Opponents of this theory believe that if the pool of Bethesda were part of a pagan temple, the “angel” accompanying the healings would be a fallen angel. On this basis, they suppose that the paralytic in the passage could not have been a Jew, and Jesus would not have come close to the area of ​​pagan worship.

No matter which corner of the gaming quadrant you stand on, this offering is perfect for Microsoft, Bethesda and their fans. I predict to look back in a few years and pinpoint this moment as a turning point for Xbox that has led to brighter days and even more excitement for the green team.

History

First (northern) pool

The history of the basin began in the 8th century BC, when a dam was built in the short Beth Zeta valley, turning it into a rainwater reservoir; the lock in the dam made it possible to control the height, and the channel carved in the rock delivered a constant stream of water from the reservoir to the city. The reservoir became known as the Upper Basin (בריכה העליונה).

Second (southern) pool

Around 200 BC, during the period when Simon II was a Jewish high priest, the canal was closed and a second basin was added on the south side of the dam.
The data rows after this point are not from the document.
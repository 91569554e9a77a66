use anyhow::{Context, Result};
use clap::Parser;
use limited_correspondence::input::read_instances;
use limited_correspondence::solve;
use log::info;
use std::fs::File;
use std::io::{self, BufRead, BufReader, Write};
use std::path::PathBuf;
use std::time::Instant;

/// Solves limited-correspondence PCP cases, printing `Case <k>: <result>`.
#[derive(Parser, Debug)]
struct Cli {
    /// Input file (reads stdin when omitted)
    input: Option<PathBuf>,
    /// Worker threads for the search (defaults to one per core)
    #[arg(short = 'j', long)]
    threads: Option<usize>,
    /// Log filter progress to stderr
    #[arg(short, long)]
    verbose: bool,
}

fn main() -> Result<()> {
    let cli = Cli::parse();
    let default_level = if cli.verbose { "debug" } else { "warn" };
    env_logger::Builder::from_env(env_logger::Env::default().default_filter_or(default_level)).init();

    if let Some(threads) = cli.threads {
        rayon::ThreadPoolBuilder::new()
            .num_threads(threads)
            .build_global()
            .context("failed to configure thread pool")?;
    }

    let reader: Box<dyn BufRead> = match &cli.input {
        Some(path) => Box::new(BufReader::new(
            File::open(path).with_context(|| format!("cannot open {}", path.display()))?,
        )),
        None => Box::new(io::stdin().lock()),
    };
    let instances = read_instances(reader)?;

    let stdout = io::stdout();
    let mut out = stdout.lock();
    for (case, inst) in instances.iter().enumerate() {
        let stime = Instant::now();
        let outcome = solve(inst);
        info!(
            "case {}: {} pairs, {:.3}s",
            case + 1,
            inst.len(),
            stime.elapsed().as_secs_f64()
        );
        writeln!(out, "Case {}: {}", case + 1, outcome)?;
    }
    Ok(())
}
//! Necessary conditions on the set of pairs a solution uses. Each filter only
//! throws away subsets that provably cannot be ordered into a match.

use crate::{indices, IndexSet, Instance};
use itertools::Itertools;
use rayon::prelude::*;
use std::collections::BTreeMap;

/// Candidate subsets grouped by the common length, in characters, of their
/// a- and b-sides.
pub type Groups = BTreeMap<usize, Vec<IndexSet>>;

fn select(inst: &Instance, keep: impl Fn(&str, &str) -> bool) -> IndexSet {
    inst.pairs()
        .iter()
        .enumerate()
        .filter(|(_, p)| keep(&p.a, &p.b))
        .fold(0, |set: IndexSet, (idx, _)| set | 1 << idx)
}

/// Pairs that can open a sequence: one side is a prefix of the other.
pub fn prefix_filter(inst: &Instance) -> IndexSet {
    select(inst, |a, b| a.starts_with(b) || b.starts_with(a))
}

/// Pairs that can close a sequence: one side is a suffix of the other.
pub fn postfix_filter(inst: &Instance) -> IndexSet {
    select(inst, |a, b| a.ends_with(b) || b.ends_with(a))
}

/// Every non-empty subset whose a- and b-lengths agree and that contains at
/// least one opening and one closing pair. Subsets come out by size, then in
/// lexicographic index order.
pub fn length_balance_filter(inst: &Instance, beginning: IndexSet, ending: IndexSet) -> Groups {
    let n = inst.len();
    let a_len = inst.a_strings().map(|s| s.chars().count()).collect_vec();
    let b_len = inst.b_strings().map(|s| s.chars().count()).collect_vec();

    let balanced: Vec<(usize, IndexSet)> = (1..=n)
        .into_par_iter()
        .flat_map_iter(|k| {
            let (a_len, b_len) = (&a_len, &b_len);
            (0..n).combinations(k).filter_map(move |combination| {
                let a_sum: usize = combination.iter().map(|&i| a_len[i]).sum();
                let b_sum: usize = combination.iter().map(|&i| b_len[i]).sum();
                let set: IndexSet = combination.iter().fold(0, |set, &i| set | 1 << i);
                (a_sum == b_sum && set & beginning != 0 && set & ending != 0)
                    .then_some((a_sum, set))
            })
        })
        .collect();

    let mut groups = Groups::new();
    for (length, set) in balanced {
        groups.entry(length).or_default().push(set);
    }
    groups
}

/// Keeps subsets whose a-side and b-side use the same characters the same
/// number of times.
pub fn multiset_balance_filter(inst: &Instance, groups: Groups) -> Groups {
    let pairs = inst.pairs();
    groups
        .into_iter()
        .filter_map(|(length, sets)| {
            let kept = sets
                .into_iter()
                .filter(|&set| {
                    let a = indices(set).flat_map(|i| pairs[i].a.chars()).counts();
                    let b = indices(set).flat_map(|i| pairs[i].b.chars()).counts();
                    a == b
                })
                .collect_vec();
            (!kept.is_empty()).then_some((length, kept))
        })
        .collect()
}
Although popular legend says that this pool was used to wash sheep, it is very unlikely due to its use as a water source and its extreme depth (13 m). There was a scientific discussion as to whether the pool could be a mikveh (Jewish ritual pool for bathing).

Hellenistic and Roman temples

In the 1st century BC, the natural caves east of the two basins were converted into small baths as part of the asclepieon; however, the Mishnah suggests that at least one of these new basins was dedicated to Fortune, the goddess of fortune, and not to Asclepius, the god of healing. Scholars believe it is likely that the settlement was established by the Roman garrison of the nearby Antonia Fortress, which would also have been able to protect it from attack. Also, the location of asclepius outside the then city walls made its presence bearable for Jews who might otherwise have opposed a non-Jewish religious presence in their holy city.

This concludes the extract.